(The input)
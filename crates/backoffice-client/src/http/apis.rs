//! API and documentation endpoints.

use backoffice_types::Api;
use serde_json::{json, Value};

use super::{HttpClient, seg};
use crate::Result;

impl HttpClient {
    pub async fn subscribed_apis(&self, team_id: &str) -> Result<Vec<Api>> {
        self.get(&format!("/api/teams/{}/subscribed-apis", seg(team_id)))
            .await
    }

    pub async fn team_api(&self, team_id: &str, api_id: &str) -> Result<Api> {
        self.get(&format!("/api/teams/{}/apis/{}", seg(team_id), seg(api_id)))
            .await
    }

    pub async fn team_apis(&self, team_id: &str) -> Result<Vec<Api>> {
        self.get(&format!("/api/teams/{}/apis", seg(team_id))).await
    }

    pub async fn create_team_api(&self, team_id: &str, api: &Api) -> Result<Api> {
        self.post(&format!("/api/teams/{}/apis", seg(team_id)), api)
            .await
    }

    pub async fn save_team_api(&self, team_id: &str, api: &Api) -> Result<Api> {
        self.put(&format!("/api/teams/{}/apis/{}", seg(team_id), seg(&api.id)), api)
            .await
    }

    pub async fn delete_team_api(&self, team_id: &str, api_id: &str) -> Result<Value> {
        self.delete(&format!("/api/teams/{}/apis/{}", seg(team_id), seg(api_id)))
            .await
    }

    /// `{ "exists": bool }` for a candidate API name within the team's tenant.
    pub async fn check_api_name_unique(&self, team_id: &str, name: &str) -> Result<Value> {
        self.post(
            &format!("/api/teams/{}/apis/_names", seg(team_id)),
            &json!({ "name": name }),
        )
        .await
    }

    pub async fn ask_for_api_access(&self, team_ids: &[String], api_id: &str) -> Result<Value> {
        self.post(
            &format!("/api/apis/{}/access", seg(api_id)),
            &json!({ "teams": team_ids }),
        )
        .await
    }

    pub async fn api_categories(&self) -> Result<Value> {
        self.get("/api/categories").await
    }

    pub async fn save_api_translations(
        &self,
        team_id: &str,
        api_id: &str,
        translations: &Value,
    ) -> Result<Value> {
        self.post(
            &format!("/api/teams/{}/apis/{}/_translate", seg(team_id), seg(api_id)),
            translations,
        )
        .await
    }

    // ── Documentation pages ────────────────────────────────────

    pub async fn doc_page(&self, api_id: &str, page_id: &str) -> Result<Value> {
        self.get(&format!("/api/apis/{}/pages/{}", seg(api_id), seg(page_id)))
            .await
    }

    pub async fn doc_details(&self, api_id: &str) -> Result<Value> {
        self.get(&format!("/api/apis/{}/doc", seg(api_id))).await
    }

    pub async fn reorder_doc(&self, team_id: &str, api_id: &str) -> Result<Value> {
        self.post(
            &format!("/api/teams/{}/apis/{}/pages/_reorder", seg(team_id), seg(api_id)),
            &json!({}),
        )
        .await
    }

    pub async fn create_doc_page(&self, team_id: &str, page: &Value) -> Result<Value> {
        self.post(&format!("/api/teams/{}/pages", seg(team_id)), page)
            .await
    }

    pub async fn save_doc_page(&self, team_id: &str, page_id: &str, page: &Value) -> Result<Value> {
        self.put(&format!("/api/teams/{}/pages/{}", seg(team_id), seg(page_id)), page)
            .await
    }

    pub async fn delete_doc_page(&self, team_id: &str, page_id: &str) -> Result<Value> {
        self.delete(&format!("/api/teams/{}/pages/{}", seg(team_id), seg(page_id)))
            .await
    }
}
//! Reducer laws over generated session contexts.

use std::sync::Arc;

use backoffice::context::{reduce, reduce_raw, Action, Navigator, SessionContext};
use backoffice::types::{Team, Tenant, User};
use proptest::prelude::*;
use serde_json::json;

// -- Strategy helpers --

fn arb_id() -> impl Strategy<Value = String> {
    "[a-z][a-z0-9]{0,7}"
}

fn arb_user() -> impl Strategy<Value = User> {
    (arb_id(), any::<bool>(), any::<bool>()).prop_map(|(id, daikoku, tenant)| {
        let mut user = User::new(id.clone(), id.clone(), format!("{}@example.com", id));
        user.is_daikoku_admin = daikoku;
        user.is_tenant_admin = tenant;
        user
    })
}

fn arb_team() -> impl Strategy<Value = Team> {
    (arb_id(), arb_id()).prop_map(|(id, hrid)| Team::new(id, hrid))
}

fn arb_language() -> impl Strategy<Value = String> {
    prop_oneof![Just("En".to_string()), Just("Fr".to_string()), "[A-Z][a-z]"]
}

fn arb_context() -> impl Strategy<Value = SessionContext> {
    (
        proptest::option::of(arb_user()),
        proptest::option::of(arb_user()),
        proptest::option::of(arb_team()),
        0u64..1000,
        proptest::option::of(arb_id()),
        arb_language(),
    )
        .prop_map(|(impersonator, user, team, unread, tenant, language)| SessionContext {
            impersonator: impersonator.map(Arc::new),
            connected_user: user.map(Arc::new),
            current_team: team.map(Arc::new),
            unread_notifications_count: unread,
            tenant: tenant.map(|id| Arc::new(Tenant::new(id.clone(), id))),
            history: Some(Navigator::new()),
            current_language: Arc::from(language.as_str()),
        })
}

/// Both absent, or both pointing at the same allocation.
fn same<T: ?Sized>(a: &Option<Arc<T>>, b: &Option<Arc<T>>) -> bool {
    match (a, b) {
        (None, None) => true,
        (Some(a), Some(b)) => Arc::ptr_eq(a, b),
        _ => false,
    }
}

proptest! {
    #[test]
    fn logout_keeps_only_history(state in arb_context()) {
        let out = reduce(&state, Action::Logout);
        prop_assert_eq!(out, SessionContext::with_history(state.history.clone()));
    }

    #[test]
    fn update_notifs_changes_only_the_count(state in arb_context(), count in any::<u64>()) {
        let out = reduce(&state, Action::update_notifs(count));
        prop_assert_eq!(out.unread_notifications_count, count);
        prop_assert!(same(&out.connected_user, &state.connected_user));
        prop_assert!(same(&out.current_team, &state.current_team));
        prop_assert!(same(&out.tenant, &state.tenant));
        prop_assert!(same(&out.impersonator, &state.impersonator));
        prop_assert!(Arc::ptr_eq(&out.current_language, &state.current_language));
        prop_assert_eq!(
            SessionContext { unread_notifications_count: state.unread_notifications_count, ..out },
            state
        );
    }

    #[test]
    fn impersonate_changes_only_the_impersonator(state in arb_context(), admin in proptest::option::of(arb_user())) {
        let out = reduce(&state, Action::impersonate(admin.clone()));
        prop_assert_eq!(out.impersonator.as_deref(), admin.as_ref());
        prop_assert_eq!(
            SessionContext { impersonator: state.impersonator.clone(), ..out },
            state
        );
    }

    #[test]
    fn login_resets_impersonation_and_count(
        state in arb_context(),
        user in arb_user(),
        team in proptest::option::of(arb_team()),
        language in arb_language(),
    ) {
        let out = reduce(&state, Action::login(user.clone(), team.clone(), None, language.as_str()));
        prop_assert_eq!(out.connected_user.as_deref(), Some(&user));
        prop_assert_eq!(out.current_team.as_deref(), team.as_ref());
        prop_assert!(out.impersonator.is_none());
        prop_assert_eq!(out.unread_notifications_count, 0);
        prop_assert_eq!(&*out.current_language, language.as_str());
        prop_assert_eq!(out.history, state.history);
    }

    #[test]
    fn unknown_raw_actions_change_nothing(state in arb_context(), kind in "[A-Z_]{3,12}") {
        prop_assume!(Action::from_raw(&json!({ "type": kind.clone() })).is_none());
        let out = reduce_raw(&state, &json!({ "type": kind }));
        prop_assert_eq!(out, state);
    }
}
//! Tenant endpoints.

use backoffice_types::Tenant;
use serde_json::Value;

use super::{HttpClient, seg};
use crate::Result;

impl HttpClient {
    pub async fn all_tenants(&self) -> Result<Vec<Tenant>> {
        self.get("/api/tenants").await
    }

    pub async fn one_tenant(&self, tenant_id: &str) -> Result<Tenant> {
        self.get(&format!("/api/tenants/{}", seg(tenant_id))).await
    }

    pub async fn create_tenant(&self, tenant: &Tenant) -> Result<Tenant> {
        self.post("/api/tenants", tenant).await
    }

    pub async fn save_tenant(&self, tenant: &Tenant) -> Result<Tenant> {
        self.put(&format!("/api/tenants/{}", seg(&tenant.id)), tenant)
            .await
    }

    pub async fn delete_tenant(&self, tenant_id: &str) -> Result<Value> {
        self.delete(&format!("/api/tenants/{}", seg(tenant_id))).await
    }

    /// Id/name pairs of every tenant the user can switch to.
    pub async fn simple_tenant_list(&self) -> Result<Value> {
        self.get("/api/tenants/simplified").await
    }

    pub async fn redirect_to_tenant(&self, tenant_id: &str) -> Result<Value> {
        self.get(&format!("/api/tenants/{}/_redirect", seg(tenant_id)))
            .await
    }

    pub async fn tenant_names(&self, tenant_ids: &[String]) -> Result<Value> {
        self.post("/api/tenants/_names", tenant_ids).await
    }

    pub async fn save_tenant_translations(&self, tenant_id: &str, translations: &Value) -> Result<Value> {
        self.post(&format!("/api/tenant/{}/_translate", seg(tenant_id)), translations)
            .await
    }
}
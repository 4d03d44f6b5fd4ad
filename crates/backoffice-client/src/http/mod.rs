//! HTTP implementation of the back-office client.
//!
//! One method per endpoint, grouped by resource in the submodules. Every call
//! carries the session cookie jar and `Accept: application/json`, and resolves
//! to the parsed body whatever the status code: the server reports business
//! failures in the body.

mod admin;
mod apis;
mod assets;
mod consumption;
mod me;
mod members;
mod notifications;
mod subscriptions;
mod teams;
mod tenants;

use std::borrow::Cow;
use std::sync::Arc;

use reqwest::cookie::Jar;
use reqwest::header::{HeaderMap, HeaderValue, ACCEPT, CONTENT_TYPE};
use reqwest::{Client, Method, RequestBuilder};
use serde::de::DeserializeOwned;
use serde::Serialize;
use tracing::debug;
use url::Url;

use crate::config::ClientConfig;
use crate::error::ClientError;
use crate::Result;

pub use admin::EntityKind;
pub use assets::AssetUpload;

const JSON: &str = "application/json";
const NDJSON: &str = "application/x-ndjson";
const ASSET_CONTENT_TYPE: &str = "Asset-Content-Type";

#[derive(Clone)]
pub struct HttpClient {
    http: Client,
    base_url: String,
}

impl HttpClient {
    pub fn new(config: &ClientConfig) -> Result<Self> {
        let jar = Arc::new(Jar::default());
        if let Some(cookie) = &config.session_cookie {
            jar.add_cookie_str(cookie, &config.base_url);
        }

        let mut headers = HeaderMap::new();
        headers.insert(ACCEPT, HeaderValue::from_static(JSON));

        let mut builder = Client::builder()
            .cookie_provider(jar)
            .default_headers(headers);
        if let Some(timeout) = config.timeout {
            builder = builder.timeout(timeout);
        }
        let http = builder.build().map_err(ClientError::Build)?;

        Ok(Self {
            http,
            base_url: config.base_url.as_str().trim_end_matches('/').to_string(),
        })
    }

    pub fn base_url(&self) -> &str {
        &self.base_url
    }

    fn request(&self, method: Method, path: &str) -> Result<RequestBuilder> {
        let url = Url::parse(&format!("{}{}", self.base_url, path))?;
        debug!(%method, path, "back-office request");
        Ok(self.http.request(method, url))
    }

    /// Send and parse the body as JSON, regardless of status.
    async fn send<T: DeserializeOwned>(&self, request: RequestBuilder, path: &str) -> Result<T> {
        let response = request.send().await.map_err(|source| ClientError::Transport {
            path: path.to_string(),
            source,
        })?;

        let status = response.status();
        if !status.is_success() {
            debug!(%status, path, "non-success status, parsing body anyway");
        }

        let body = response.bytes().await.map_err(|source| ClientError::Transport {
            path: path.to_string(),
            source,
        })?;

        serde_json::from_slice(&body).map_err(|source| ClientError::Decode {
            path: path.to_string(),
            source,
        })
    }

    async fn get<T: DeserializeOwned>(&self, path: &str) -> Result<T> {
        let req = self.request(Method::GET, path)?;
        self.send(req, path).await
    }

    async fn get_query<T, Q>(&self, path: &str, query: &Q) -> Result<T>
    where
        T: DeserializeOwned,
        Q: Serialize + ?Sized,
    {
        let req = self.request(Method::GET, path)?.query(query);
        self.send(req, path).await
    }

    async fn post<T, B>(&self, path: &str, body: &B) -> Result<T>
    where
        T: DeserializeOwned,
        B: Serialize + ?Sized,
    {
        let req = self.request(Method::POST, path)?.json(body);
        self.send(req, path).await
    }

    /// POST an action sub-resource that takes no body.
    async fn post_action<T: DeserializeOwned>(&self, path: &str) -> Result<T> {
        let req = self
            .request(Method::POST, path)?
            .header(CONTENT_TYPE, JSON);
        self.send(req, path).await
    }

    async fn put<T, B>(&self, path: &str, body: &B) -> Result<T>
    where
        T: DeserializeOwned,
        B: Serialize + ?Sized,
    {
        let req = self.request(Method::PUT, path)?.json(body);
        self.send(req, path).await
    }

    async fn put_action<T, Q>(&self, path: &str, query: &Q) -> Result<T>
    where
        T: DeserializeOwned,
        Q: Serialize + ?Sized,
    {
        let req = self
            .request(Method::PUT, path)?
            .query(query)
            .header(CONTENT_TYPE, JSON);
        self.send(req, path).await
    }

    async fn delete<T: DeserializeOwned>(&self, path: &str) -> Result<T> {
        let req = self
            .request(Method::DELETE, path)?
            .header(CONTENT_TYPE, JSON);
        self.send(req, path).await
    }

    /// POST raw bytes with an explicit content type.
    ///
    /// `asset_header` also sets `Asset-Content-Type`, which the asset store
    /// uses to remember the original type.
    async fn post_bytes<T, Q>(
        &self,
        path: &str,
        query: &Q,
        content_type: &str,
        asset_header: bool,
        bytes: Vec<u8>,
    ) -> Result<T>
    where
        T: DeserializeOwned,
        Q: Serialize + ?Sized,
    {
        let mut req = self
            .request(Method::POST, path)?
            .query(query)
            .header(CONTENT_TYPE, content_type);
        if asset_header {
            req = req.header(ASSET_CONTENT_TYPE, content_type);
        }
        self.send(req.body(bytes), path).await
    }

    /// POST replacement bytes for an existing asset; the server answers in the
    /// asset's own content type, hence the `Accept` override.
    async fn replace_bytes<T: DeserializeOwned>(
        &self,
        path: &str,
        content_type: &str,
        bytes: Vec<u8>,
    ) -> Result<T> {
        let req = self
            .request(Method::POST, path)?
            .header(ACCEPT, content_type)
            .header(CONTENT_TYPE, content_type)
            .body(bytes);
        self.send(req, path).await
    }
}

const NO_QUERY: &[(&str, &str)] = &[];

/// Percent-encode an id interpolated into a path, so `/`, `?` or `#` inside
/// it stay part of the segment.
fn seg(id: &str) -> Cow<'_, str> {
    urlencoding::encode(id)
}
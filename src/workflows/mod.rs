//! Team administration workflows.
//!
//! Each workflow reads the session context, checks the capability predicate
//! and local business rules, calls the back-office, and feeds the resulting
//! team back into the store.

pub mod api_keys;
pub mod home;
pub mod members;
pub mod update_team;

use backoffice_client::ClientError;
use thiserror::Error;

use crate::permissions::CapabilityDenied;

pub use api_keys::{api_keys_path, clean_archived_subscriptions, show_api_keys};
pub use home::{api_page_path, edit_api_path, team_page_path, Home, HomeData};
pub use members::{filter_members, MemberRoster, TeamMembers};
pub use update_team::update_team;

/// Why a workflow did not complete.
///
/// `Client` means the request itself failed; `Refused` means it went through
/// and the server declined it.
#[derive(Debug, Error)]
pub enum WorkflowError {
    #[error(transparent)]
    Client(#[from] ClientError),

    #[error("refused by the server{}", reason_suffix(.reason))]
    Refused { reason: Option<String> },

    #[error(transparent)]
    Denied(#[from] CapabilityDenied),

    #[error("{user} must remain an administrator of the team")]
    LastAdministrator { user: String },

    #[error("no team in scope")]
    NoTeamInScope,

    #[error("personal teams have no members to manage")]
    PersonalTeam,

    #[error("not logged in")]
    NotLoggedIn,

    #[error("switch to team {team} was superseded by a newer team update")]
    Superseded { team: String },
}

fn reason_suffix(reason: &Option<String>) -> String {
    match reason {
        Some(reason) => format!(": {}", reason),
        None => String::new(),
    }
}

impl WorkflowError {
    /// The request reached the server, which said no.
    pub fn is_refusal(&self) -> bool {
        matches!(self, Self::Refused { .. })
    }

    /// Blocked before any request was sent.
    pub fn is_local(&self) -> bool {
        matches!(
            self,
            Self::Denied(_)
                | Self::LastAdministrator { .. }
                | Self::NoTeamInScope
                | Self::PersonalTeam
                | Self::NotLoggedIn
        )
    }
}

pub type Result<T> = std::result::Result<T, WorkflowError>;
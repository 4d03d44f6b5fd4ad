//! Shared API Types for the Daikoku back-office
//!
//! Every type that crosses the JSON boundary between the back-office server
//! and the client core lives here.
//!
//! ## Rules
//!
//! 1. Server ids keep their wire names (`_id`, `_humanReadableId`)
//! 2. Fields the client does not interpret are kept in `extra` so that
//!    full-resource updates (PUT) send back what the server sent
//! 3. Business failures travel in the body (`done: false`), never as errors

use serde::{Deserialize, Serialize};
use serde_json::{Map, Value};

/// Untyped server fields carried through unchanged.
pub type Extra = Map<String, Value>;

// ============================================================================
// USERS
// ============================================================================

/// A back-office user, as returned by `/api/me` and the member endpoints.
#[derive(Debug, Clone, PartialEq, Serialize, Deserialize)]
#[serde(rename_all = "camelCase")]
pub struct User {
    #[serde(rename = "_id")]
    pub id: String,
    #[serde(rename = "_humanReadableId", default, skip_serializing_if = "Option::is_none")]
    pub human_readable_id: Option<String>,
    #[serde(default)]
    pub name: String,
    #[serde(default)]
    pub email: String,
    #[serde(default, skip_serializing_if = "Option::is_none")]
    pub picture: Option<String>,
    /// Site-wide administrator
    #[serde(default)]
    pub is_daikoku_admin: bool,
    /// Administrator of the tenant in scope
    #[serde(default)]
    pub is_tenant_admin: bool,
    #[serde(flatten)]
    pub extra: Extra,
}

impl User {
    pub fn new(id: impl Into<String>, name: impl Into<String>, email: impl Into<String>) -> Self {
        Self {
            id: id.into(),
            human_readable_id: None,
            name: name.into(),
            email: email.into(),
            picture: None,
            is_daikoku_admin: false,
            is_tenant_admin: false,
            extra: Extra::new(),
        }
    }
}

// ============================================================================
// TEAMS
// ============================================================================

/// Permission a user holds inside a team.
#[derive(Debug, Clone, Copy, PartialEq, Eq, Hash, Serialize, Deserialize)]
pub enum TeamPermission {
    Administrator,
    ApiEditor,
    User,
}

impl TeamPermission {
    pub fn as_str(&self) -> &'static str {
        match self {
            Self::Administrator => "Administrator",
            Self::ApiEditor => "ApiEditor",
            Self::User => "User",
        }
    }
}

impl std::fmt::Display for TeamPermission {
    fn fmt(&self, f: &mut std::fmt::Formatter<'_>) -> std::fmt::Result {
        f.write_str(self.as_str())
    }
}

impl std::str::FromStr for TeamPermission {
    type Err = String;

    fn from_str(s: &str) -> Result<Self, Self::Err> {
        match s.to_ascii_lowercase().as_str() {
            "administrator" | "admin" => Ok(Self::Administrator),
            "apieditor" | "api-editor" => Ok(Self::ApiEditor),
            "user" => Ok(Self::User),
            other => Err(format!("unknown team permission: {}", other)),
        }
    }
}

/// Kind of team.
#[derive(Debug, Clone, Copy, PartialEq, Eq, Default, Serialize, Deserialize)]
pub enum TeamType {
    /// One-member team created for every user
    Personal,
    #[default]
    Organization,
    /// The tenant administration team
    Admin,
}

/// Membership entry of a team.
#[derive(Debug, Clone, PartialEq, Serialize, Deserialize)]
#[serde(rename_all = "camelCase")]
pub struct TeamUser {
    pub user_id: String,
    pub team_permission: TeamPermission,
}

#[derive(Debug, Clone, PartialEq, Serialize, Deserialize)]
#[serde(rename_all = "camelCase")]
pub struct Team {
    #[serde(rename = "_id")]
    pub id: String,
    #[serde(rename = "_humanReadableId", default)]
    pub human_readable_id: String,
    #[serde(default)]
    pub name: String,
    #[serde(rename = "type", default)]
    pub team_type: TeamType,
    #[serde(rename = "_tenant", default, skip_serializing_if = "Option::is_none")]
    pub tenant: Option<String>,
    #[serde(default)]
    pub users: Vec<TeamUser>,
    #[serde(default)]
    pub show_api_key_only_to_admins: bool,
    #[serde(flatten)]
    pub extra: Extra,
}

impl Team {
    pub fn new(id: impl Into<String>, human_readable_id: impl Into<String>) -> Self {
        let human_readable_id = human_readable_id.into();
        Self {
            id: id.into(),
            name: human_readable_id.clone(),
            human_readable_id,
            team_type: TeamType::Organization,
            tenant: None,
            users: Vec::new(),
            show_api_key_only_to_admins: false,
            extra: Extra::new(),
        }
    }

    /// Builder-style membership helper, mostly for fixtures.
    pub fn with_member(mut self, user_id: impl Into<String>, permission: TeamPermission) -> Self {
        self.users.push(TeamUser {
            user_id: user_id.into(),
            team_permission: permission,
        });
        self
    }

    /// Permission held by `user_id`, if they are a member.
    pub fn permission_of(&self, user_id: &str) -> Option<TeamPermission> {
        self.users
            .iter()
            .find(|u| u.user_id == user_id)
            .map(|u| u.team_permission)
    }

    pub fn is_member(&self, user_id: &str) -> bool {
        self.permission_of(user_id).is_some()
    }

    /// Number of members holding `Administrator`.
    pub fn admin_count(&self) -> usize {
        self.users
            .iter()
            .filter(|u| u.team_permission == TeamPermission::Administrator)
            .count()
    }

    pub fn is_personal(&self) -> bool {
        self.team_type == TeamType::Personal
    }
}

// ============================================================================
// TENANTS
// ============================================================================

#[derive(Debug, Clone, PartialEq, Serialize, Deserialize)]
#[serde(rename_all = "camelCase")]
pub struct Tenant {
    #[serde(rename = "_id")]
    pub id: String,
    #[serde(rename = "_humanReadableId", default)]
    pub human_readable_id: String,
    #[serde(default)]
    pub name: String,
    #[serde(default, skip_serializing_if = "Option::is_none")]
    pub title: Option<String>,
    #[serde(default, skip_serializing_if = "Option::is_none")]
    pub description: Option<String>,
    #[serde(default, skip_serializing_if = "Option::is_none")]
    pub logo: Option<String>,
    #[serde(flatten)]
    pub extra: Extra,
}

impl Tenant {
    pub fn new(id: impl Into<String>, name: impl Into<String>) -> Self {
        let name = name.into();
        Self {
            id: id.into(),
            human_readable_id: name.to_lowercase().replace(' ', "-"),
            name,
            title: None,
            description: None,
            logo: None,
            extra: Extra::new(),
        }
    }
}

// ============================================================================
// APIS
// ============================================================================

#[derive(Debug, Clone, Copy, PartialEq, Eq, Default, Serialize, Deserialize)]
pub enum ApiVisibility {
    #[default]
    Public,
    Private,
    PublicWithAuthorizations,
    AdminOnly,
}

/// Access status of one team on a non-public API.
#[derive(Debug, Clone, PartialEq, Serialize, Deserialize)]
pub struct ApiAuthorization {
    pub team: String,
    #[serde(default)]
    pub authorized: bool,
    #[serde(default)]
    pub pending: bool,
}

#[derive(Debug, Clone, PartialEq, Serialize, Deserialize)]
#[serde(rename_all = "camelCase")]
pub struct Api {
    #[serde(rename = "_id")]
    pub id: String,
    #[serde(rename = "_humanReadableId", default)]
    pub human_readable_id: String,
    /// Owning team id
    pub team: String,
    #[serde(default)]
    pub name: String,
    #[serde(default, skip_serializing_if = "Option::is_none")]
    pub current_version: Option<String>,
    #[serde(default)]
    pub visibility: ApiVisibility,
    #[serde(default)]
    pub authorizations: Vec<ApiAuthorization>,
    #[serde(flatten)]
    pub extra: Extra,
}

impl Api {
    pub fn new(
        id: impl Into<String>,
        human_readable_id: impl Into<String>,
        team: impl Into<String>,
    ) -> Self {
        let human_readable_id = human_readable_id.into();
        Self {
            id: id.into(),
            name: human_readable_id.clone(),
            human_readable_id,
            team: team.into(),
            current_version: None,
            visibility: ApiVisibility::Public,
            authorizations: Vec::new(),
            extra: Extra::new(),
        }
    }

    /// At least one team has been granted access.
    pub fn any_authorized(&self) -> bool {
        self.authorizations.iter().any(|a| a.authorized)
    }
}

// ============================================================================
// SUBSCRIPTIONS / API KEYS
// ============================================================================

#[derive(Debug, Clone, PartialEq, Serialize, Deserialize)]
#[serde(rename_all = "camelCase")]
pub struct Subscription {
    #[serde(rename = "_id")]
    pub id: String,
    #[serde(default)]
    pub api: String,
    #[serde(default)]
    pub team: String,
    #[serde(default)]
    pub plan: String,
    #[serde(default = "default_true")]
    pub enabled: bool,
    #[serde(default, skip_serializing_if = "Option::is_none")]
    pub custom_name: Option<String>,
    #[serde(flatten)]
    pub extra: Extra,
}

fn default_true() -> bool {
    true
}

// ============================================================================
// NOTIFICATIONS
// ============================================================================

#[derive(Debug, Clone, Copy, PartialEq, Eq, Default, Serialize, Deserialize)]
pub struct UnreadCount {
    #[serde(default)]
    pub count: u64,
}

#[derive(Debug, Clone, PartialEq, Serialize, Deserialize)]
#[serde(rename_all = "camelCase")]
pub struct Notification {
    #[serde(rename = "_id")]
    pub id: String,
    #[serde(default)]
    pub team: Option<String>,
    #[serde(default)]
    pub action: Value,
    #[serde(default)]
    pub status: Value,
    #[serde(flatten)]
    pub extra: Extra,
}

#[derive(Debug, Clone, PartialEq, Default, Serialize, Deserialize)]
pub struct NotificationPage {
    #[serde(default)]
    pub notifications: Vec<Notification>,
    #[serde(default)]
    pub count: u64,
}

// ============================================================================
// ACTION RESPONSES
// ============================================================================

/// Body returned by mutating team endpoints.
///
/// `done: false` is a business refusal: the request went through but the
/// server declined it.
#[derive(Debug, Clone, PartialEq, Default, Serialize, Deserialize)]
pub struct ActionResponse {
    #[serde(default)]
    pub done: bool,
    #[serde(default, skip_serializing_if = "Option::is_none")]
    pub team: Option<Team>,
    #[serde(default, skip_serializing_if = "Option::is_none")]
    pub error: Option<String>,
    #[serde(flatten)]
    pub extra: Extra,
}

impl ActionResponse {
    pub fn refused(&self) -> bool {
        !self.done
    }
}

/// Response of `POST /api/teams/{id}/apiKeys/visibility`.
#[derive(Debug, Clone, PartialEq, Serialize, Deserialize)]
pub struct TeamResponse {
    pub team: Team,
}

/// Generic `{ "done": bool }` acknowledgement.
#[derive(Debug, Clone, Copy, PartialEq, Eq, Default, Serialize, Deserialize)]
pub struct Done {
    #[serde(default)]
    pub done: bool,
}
(End The input)
If a line contains the string "assets", it counts toward the total; state that total for the records above and nothing more.

2